Sorry if this seems very basic but I tried to search the answers but I only found the posts that ask for ID conversions or downloading sequences from identified miRNAs.
I am trying to figure out if there is a way to identify tens of thousands of miRNA sequences in a mouse miRNA seq data. I tried mirBase that use nBlast to identify the microRNA based on the sequence input but it only allow for one sequence at a time. It works but is pretty slow. Basically this is what the data look like below, just two columns... miRNA seq and number of reads. Is there any simpler/more efficient method? I tried to look through miBase bioconductor but I think it doesn't have the utility to do mass identification, I am not sure,
AAGCTGCCAGTTGAAGAACTGT 791753
TTCAAGTAATCCAGGATAGGCT 659068
TACCCTGTAGAACCGAATTTGT 595526
TTCACAGTGGCTAAGTTCTG 483846
TTCACAGTGGCTAAGTTCTGC 323892
You can always do this search locally by downloading mature miRNA sequences from miRBase and then use
blat
locally.But if you want to use a GUI based way then use sequence search at RNACentral (50 sequences at a time) or at miRBase using the same tool.

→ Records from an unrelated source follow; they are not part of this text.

//! Session storage and client bootstrap.
//!
//! The grammers SqliteSession file keeps the authorization across restarts.

use grammers_session::storages::SqliteSession;
use std::path::Path;
use std::sync::Arc;
use tracing::info;

/// Open (or create) the session file, creating parent directories as needed.
pub async fn open_file_session(path: impl AsRef<Path>) -> anyhow::Result<SqliteSession> {
    let path = path.as_ref();
    if let Some(parent) = path.parent() {
        tokio::fs::create_dir_all(parent)
            .await
            .map_err(|e| anyhow::anyhow!("create session directory: {}", e))?;
    }
    SqliteSession::open(path)
        .await
        .map_err(|e| anyhow::anyhow!("open session file: {}", e))
}

/// Build a client on top of the session file. The sender pool runs on its own task.
pub async fn connect(session_path: &Path, api_id: i32) -> anyhow::Result<grammers_client::Client> {
    if api_id == 0 {
        anyhow::bail!("Set TG_RELAY_API_ID (and TG_RELAY_API_HASH). Get them from https://my.telegram.org");
    }
    let session = Arc::new(open_file_session(session_path).await?);
    let pool = grammers_client::SenderPool::new(session, api_id);
    let handle = pool.handle.clone();
    tokio::spawn(async move {
        pool.runner.run().await;
    });
    info!(path = %session_path.display(), "telegram client ready");
    Ok(grammers_client::Client::new(handle))
}
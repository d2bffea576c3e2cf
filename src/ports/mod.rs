//! Port traits. API boundaries for the hexagon.
//!
//! - Inbound: Called by UI/adapter into the application
//! - Outbound: Called by application into infrastructure

pub mod inbound;
pub mod outbound;

pub use inbound::{AuthPrompt, InputPort};
pub use outbound::{
    AuthPort, ClassifierPort, MetadataCachePort, MetadataPort, PreferencesPort, ProgressSink,
    TgGateway,
};
//! Local persistence: preferences JSON and the metadata cache.

pub mod preferences_json;
pub mod sqlite_cache;

pub use preferences_json::PreferencesJson;
pub use sqlite_cache::SqliteMetadataCache;
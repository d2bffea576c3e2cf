//! tg-relay: bulk forwarding of a message-id range between Telegram chats, with
//! movie/series classification, duplicate suppression and FloodWait-aware delivery.
//! Hexagonal layout: domain, ports, use cases, adapters.

pub mod adapters;
pub mod domain;
pub mod ports;
pub mod shared;
pub mod usecases;
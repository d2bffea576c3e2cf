//! Entry point for starting and cancelling forward jobs.
//!
//! Validates options, admits the owner in the registry and spawns the job on its own
//! tokio task. The registry slot is held by a lease moved into that task.

use crate::domain::{DomainError, JobOptions, JobReport};
use crate::ports::ProgressSink;
use crate::usecases::forward_job::{ForwardJob, JobDeps, JobRequest};
use crate::usecases::job_registry::JobRegistry;
use std::collections::HashSet;
use std::sync::Arc;
use tokio::task::JoinHandle;
use tracing::{info, warn};

pub struct ForwardService {
    deps: JobDeps,
    registry: JobRegistry,
    /// Owners allowed to start jobs. Empty means everyone.
    admins: HashSet<i64>,
}

/// A spawned job.
pub struct JobHandle {
    task: JoinHandle<JobReport>,
}

impl JobHandle {
    /// Wait for the final report.
    pub async fn join(self) -> Result<JobReport, DomainError> {
        self.task
            .await
            .map_err(|e| DomainError::JobAborted(e.to_string()))
    }
}

impl ForwardService {
    pub fn new(deps: JobDeps, registry: JobRegistry, admins: impl IntoIterator<Item = i64>) -> Self {
        Self {
            deps,
            registry,
            admins: admins.into_iter().collect(),
        }
    }

    /// Admit and spawn a job. Rejects synchronously with `AlreadyRunning` when the owner
    /// already has one, `InvalidOptions` for contradictory options, `Auth` for non-admins.
    pub fn start_job(
        &self,
        owner: i64,
        source_chat: i64,
        target_chat: i64,
        total_count: i32,
        options: JobOptions,
        progress: Arc<dyn ProgressSink>,
    ) -> Result<JobHandle, DomainError> {
        if !self.admins.is_empty() && !self.admins.contains(&owner) {
            warn!(owner, "start rejected: not an admin");
            return Err(DomainError::Auth(format!("user {owner} may not run jobs")));
        }
        validate(total_count, &options)?;

        let lease = self.registry.admit(owner)?;
        let request = JobRequest {
            owner,
            source_chat,
            target_chat,
            total_count,
            options,
        };
        let job = ForwardJob::new(request, &self.deps, Arc::clone(&progress), lease.cancel_token());

        let task = tokio::spawn(async move {
            let report = job.run().await;
            drop(lease);
            progress.on_finish(&report).await;
            report
        });
        info!(owner, source_chat, target_chat, total_count, "forward job admitted");

        Ok(JobHandle {
            task,
        })
    }

    /// Request cancellation of the owner's job. Returns whether one was running.
    pub fn cancel_job(&self, owner: i64) -> bool {
        self.registry.request_cancel(owner)
    }

    pub fn is_running(&self, owner: i64) -> bool {
        self.registry.is_running(owner)
    }

    pub fn active_jobs(&self) -> usize {
        self.registry.active_count()
    }
}

fn validate(total_count: i32, options: &JobOptions) -> Result<(), DomainError> {
    if total_count <= 0 {
        return Err(DomainError::InvalidOptions(format!(
            "total count must be positive, got {total_count}"
        )));
    }
    if options.skip_offset < 0 {
        return Err(DomainError::InvalidOptions(format!(
            "skip offset must not be negative, got {}",
            options.skip_offset
        )));
    }
    if options.movie_only && options.series_only {
        return Err(DomainError::InvalidOptions(
            "movie-only and series-only are mutually exclusive".into(),
        ));
    }
    if options.forward_cap == Some(0) {
        return Err(DomainError::InvalidOptions("forward cap must be at least 1".into()));
    }
    Ok(())
}

#[cfg(test)]
mod tests {
    use super::*;
    use crate::adapters::classify::TitleParser;
    use crate::domain::{JobState, MediaKind};
    use crate::usecases::fakes::{FakeGateway, FakeMetadata, RecordingSink, media};
    use std::time::Duration;

    fn service(tg: FakeGateway, admins: Vec<i64>) -> ForwardService {
        let deps = JobDeps {
            tg: Arc::new(tg),
            classifier: Arc::new(TitleParser::new()),
            metadata: Arc::new(FakeMetadata::default()),
        };
        ForwardService::new(deps, JobRegistry::new(), admins)
    }

    fn videos(n: i32) -> FakeGateway {
        FakeGateway::new().with_messages((1..=n).map(|id| media(id, MediaKind::Video, None, Some("a.mkv"))))
    }

    #[tokio::test(start_paused = true)]
    async fn second_start_is_rejected_while_running() {
        let svc = service(videos(10), vec![]);
        let slow = JobOptions {
            delay_secs: 5,
            ..JobOptions::default()
        };
        let sink = Arc::new(RecordingSink::default());

        let handle = svc
            .start_job(1, -100, -300, 10, slow.clone(), sink.clone())
            .unwrap();
        let second = svc.start_job(1, -100, -300, 10, slow, sink.clone());
        assert_eq!(second.err(), Some(DomainError::AlreadyRunning { owner: 1 }));
        assert!(svc.is_running(1));

        let report = handle.join().await.unwrap();
        assert_eq!(report.state, JobState::Completed);
        assert!(!svc.is_running(1));
        assert_eq!(sink.reports.lock().unwrap().len(), 1);

        let again = svc.start_job(1, -100, -300, 10, JobOptions::default(), sink);
        assert!(again.is_ok());
    }

    #[tokio::test(start_paused = true)]
    async fn owners_run_independently() {
        let svc = service(videos(4), vec![]);
        let sink = Arc::new(RecordingSink::default());
        let a = svc
            .start_job(1, -100, -300, 4, JobOptions::default(), sink.clone())
            .unwrap();
        let b = svc
            .start_job(2, -100, -301, 4, JobOptions::default(), sink.clone())
            .unwrap();
        assert_eq!(svc.active_jobs(), 2);

        assert_eq!(a.join().await.unwrap().counters.forwarded, 4);
        assert_eq!(b.join().await.unwrap().counters.forwarded, 4);
        assert_eq!(svc.active_jobs(), 0);
    }

    #[tokio::test(start_paused = true)]
    async fn cancel_job_stops_running_job() {
        let svc = service(videos(100), vec![]);
        let slow = JobOptions {
            delay_secs: 60,
            ..JobOptions::default()
        };
        let sink = Arc::new(RecordingSink::default());
        let handle = svc.start_job(1, -100, -300, 100, slow, sink.clone()).unwrap();

        tokio::time::sleep(Duration::from_secs(90)).await;
        assert!(svc.cancel_job(1));
        assert!(svc.cancel_job(1));

        let report = handle.join().await.unwrap();
        assert_eq!(report.state, JobState::Cancelled);
        assert!(report.counters.forwarded < 100);
        assert!(report.counters.is_balanced());
        assert!(!svc.cancel_job(1));
        assert_eq!(sink.reports.lock().unwrap()[0].state, JobState::Cancelled);
    }

    #[tokio::test]
    async fn contradictory_options_are_rejected_before_admission() {
        let svc = service(videos(1), vec![]);
        let sink = Arc::new(RecordingSink::default());
        let both = JobOptions {
            movie_only: true,
            series_only: true,
            ..JobOptions::default()
        };
        let zero_cap = JobOptions {
            forward_cap: Some(0),
            ..JobOptions::default()
        };

        for (total, options) in [(1, both), (1, zero_cap), (0, JobOptions::default())] {
            let err = svc.start_job(1, -100, -300, total, options, sink.clone()).err();
            assert!(matches!(err, Some(DomainError::InvalidOptions(_))));
        }
        assert!(!svc.is_running(1));
    }

    #[tokio::test]
    async fn non_admin_is_rejected() {
        let svc = service(videos(1), vec![7]);
        let sink = Arc::new(RecordingSink::default());
        let err = svc
            .start_job(1, -100, -300, 1, JobOptions::default(), sink.clone())
            .err();
        assert!(matches!(err, Some(DomainError::Auth(_))));

        let ok = svc.start_job(7, -100, -300, 1, JobOptions::default(), sink);
        assert!(ok.unwrap().join().await.is_ok());
    }
}
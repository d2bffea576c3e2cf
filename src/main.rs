//! Wiring & DI. Entry point: bootstrap adapters, inject into services, run UI.
//! No business logic here; authentication is delegated to AuthService.

use dotenv::dotenv;
use std::path::PathBuf;
use std::sync::Arc;
use tg_relay::adapters::classify::TitleParser;
use tg_relay::adapters::metadata::{CachedMetadata, NoopMetadata, TmdbClient};
use tg_relay::adapters::persistence::{PreferencesJson, SqliteMetadataCache};
use tg_relay::adapters::telegram::{GrammersAuthAdapter, GrammersTgGateway, session};
use tg_relay::adapters::ui::tui::{JobDefaults, TuiInputPort};
use tg_relay::ports::{
    AuthPort, ClassifierPort, InputPort, MetadataCachePort, MetadataPort, PreferencesPort,
    TgGateway,
};
use tg_relay::shared::config::AppConfig;
use tg_relay::usecases::{AuthService, ForwardService, JobDeps, JobRegistry};
use tracing::{info, warn};
use tracing_subscriber::{EnvFilter, layer::SubscriberExt, util::SubscriberInitExt};

#[tokio::main]
async fn main() -> anyhow::Result<()> {
    let cwd = std::env::current_dir().unwrap_or_else(|_| PathBuf::from("."));
    let env_loaded = dotenv();
    tracing_subscriber::registry()
        .with(EnvFilter::try_from_default_env().unwrap_or_else(|_| "info".into()))
        .with(tracing_subscriber::fmt::layer())
        .init();

    match &env_loaded {
        Ok(path) => info!(path = %path.display(), "loaded .env"),
        Err(_) => info!(cwd = %cwd.display(), "no .env found (check CWD)"),
    }

    tg_relay::adapters::ui::init_ui();

    let cfg = AppConfig::load().unwrap_or_else(|e| {
        warn!(error = %e, "config could not be loaded, using defaults");
        AppConfig::default()
    });
    let api_hash = cfg.api_hash.clone().unwrap_or_default();
    if api_hash.is_empty() {
        anyhow::bail!("Set TG_RELAY_API_HASH (env or .env). Get from https://my.telegram.org");
    }

    let data_path = PathBuf::from(cfg.data_dir_or_default());
    tokio::fs::create_dir_all(&data_path)
        .await
        .map_err(|e| anyhow::anyhow!("create data dir: {}", e))?;
    info!(path = %data_path.display(), "data directory");
    let session_path = cfg
        .session_path
        .as_deref()
        .map(PathBuf::from)
        .unwrap_or_else(|| data_path.join("session.db"));

    // --- Telegram client (cloned for auth and gateway; same session) ---
    let tg_client = session::connect(&session_path, cfg.api_id.unwrap_or(0)).await?;
    let tg: Arc<dyn TgGateway> = Arc::new(GrammersTgGateway::new(tg_client.clone()));

    // --- Metadata: SQLite cache in front of TMDb, or nothing without a key ---
    let metadata: Arc<dyn MetadataPort> = match cfg.tmdb_api_key() {
        Some(key) => {
            let cache: Arc<dyn MetadataCachePort> = Arc::new(
                SqliteMetadataCache::connect(&data_path)
                    .await
                    .map_err(|e| anyhow::anyhow!("metadata cache: {}", e))?,
            );
            let remote: Arc<dyn MetadataPort> =
                Arc::new(TmdbClient::new(cfg.tmdb_api_url_or_default(), key));
            info!("caption enrichment: TMDb lookups enabled");
            Arc::new(CachedMetadata::new(cache, remote))
        }
        None => {
            warn!("TMDB_API_KEY not set, enriched captions will not look up years");
            Arc::new(NoopMetadata)
        }
    };

    let prefs_impl = PreferencesJson::new(data_path.join("preferences.json"));
    prefs_impl
        .load()
        .await
        .map_err(|e| anyhow::anyhow!("{}", e))?;
    let preferences: Arc<dyn PreferencesPort> = Arc::new(prefs_impl);

    // --- Services ---
    let classifier: Arc<dyn ClassifierPort> = Arc::new(TitleParser::new());
    let deps = JobDeps {
        tg: Arc::clone(&tg),
        classifier,
        metadata,
    };
    let admins = cfg.admin_ids();
    if !admins.is_empty() {
        info!(count = admins.len(), "job admission restricted to admins");
    }
    let forward = Arc::new(ForwardService::new(deps, JobRegistry::new(), admins));

    let defaults = JobDefaults {
        delay_secs: cfg.delay_secs_or_default(),
        forward_cap: cfg.forward_cap(),
        caption_template: cfg.caption_template.clone(),
    };
    let tui = Arc::new(TuiInputPort::new(
        Arc::clone(&tg),
        Arc::clone(&forward),
        preferences,
        defaults,
    ));

    // --- Auth: adapter + service, prompts from the TUI ---
    let auth_adapter: Arc<dyn AuthPort> = Arc::new(GrammersAuthAdapter::new(tg_client));
    let auth_service = AuthService::new(auth_adapter, api_hash);
    auth_service
        .run_auth_flow(tui.as_ref())
        .await
        .map_err(|e| anyhow::anyhow!("{}", e))?;

    let input_port: Arc<dyn InputPort> = tui;
    input_port
        .run()
        .await
        .map_err(|e| anyhow::anyhow!("{}", e))?;

    Ok(())
}
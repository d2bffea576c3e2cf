//! Map Grammers types to domain entities.
//!
//! Extracts Chat and MessageView from grammers_client tl types.

use crate::domain::{ChatType, MediaKind, MessageView};
use grammers_client::peer::Peer;
use grammers_client::tl;

/// Map a grammers Peer to domain ChatType.
///
/// * `Peer::User` → Private (DM).
/// * `Peer::Group` → Group or Supergroup (Supergroup when megagroup).
/// * `Peer::Channel` → Channel (broadcast).
pub fn chat_type_from_peer(peer: &Peer) -> ChatType {
    match peer {
        Peer::User(_) => ChatType::Private,
        Peer::Group(g) => {
            if g.is_megagroup() {
                ChatType::Supergroup
            } else {
                ChatType::Group
            }
        }
        Peer::Channel(_) => ChatType::Channel,
    }
}

/// Opaque media handle: `"<chat_id>:<message_id>"`. Resolved back by the gateway on send.
pub fn file_reference(chat_id: i64, msg_id: i32) -> String {
    format!("{}:{}", chat_id, msg_id)
}

/// Inverse of [`file_reference`].
pub fn parse_file_reference(s: &str) -> Option<(i64, i32)> {
    let (chat, msg) = s.rsplit_once(':')?;
    Some((chat.parse().ok()?, msg.parse().ok()?))
}

pub fn message_id(msg: &tl::enums::Message) -> i32 {
    match msg {
        tl::enums::Message::Empty(m) => m.id,
        tl::enums::Message::Message(m) => m.id,
        tl::enums::Message::Service(m) => m.id,
    }
}

/// Map a raw message to the view the forwarding pipeline works on.
///
/// * `Empty` → tombstone.
/// * `Service` (joins, pins, …) → no media, no caption.
/// * Link previews count as text.
pub fn message_to_view(msg: &tl::enums::Message, chat_id: i64) -> MessageView {
    let m = match msg {
        tl::enums::Message::Empty(e) => return MessageView::deleted(e.id),
        tl::enums::Message::Service(s) => {
            return MessageView {
                id: s.id,
                ..MessageView::default()
            };
        }
        tl::enums::Message::Message(m) => m,
    };

    let caption = Some(m.message.clone()).filter(|t| !t.trim().is_empty());
    let media = m.media.as_ref().and_then(media_info);
    match media {
        Some(info) => MessageView {
            id: m.id,
            is_empty: false,
            media_kind: Some(info.kind),
            caption,
            file_reference: Some(file_reference(chat_id, m.id)),
            source_filename: info.filename,
            file_size: info.size,
        },
        None => MessageView {
            id: m.id,
            caption,
            ..MessageView::default()
        },
    }
}

struct MediaInfo {
    kind: MediaKind,
    filename: Option<String>,
    size: Option<u64>,
}

fn media_info(media: &tl::enums::MessageMedia) -> Option<MediaInfo> {
    match media {
        tl::enums::MessageMedia::Photo(_) => Some(MediaInfo {
            kind: MediaKind::Photo,
            filename: None,
            size: None,
        }),
        tl::enums::MessageMedia::Document(d) => match d.document.as_ref() {
            Some(tl::enums::Document::Document(doc)) => Some(document_info(doc)),
            _ => Some(MediaInfo {
                kind: MediaKind::Document,
                filename: None,
                size: None,
            }),
        },
        tl::enums::MessageMedia::Empty | tl::enums::MessageMedia::WebPage(_) => None,
        _ => Some(MediaInfo {
            kind: MediaKind::Other,
            filename: None,
            size: None,
        }),
    }
}

fn document_info(doc: &tl::types::Document) -> MediaInfo {
    let mut filename = None;
    let mut kind = None;
    for attr in &doc.attributes {
        match attr {
            tl::enums::DocumentAttribute::Filename(f) => filename = Some(f.file_name.clone()),
            tl::enums::DocumentAttribute::Sticker(_) => kind = Some(MediaKind::Sticker),
            tl::enums::DocumentAttribute::Video(_) if kind.is_none() => {
                kind = Some(MediaKind::Video)
            }
            tl::enums::DocumentAttribute::Audio(_) if kind.is_none() => {
                kind = Some(MediaKind::Audio)
            }
            _ => {}
        }
    }
    let kind = kind.unwrap_or_else(|| kind_from_mime(&doc.mime_type));
    MediaInfo {
        kind,
        filename,
        size: u64::try_from(doc.size).ok(),
    }
}

pub fn kind_from_mime(mime: &str) -> MediaKind {
    if mime.starts_with("video/") {
        MediaKind::Video
    } else if mime.starts_with("audio/") {
        MediaKind::Audio
    } else if mime == "application/x-tgsticker" || mime == "image/webp" {
        MediaKind::Sticker
    } else {
        MediaKind::Document
    }
}

#[cfg(test)]
mod tests {
    use super::*;

    #[test]
    fn file_reference_round_trips_negative_ids() {
        let r = file_reference(-1001234567890, 42);
        assert_eq!(r, "-1001234567890:42");
        assert_eq!(parse_file_reference(&r), Some((-1001234567890, 42)));
        assert_eq!(parse_file_reference("nope"), None);
        assert_eq!(parse_file_reference("-100:x"), None);
    }

    #[test]
    fn mime_types_map_to_kinds() {
        assert_eq!(kind_from_mime("video/x-matroska"), MediaKind::Video);
        assert_eq!(kind_from_mime("audio/mpeg"), MediaKind::Audio);
        assert_eq!(kind_from_mime("application/x-tgsticker"), MediaKind::Sticker);
        assert_eq!(kind_from_mime("application/zip"), MediaKind::Document);
    }
}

Thanks so much! I feel really dumb, didn't realize that you can just download mature miRNA seq file!
The way I do this analysis is to align the reads to the genome and then pull the Ensembl annotations (including known/annotated miRNA - you can use the biomaRt package to do this or even just use the Ensembl GTF files) and count them up as standard features (just like normal RNA-seq).